*DATA RECORDS*
------------------------

/// Integer lattice coordinate: `i` is the row, `j` the column.
#[derive(Debug, Clone, Copy, PartialEq, Eq, Hash, Default)]
pub struct Vertex {
    pub i: usize,
    pub j: usize,
}

impl Vertex {
    pub fn new(i: usize, j: usize) -> Self {
        Self { i, j }
    }

    pub fn distance(self, rhs: Self) -> f32 {
        let di = self.i as f32 - rhs.i as f32;
        let dj = self.j as f32 - rhs.j as f32;
        (di * di + dj * dj).sqrt()
    }
}

/// Axis-aligned unit step on the lattice, with rows increasing downward.
#[derive(Debug, Clone, Copy, PartialEq, Eq)]
pub enum Dir {
    Up,
    Down,
    Left,
    Right,
}

impl Dir {
    /// `(di, dj)` row/column step for one move in this direction.
    pub fn delta(self) -> (isize, isize) {
        match self {
            Self::Up => (-1, 0),
            Self::Down => (1, 0),
            Self::Left => (0, -1),
            Self::Right => (0, 1),
        }
    }

    /// 90 degree turn to the left relative to travel direction:
    /// `(di, dj) -> (dj, -di)`.
    pub fn turn_left(self) -> Self {
        match self {
            Self::Right => Self::Down,
            Self::Down => Self::Left,
            Self::Left => Self::Up,
            Self::Up => Self::Right,
        }
    }

    /// 90 degree turn to the right relative to travel direction:
    /// `(di, dj) -> (-dj, di)`.
    pub fn turn_right(self) -> Self {
        match self {
            Self::Right => Self::Up,
            Self::Up => Self::Left,
            Self::Left => Self::Down,
            Self::Down => Self::Right,
        }
    }
}

/// One straight run of boundary between two lattice vertices.
///
/// The tracer only emits axis-aligned segments with distinct endpoints;
/// corner simplification may later merge two orthogonal runs into a single
/// diagonal segment.
#[derive(Debug, Clone, Copy, PartialEq, Eq)]
pub struct Segment {
    pub a: Vertex,
    pub b: Vertex,
}

impl Segment {
    pub fn new(a: Vertex, b: Vertex) -> Self {
        Self { a, b }
    }

    pub fn length(self) -> f32 {
        self.a.distance(self.b)
    }
}

/// Segments discovered by one contiguous trace operation.
///
/// Across branch points the sequence is not guaranteed end-to-end
/// contiguous; a polyline may hold a tree-like union of runs.
#[derive(Debug, Clone, PartialEq, Default)]
pub struct Polyline {
    pub segments: Vec<Segment>,
}

impl Polyline {
    pub fn new(segments: Vec<Segment>) -> Self {
        Self { segments }
    }

    pub fn len(&self) -> usize {
        self.segments.len()
    }

    pub fn is_empty(&self) -> bool {
        self.segments.is_empty()
    }

    pub fn total_length(&self) -> f32 {
        self.segments.iter().map(|s| s.length()).sum()
    }
}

------------------------

*TASK STATEMENT*
Show every line of the data that includes the string "direction".

*ANSWER FOR THIS EXERCISE*
    /// `(di, dj)` row/column step for one move in this direction.
    /// 90 degree turn to the left relative to travel direction:
    /// 90 degree turn to the right relative to travel direction:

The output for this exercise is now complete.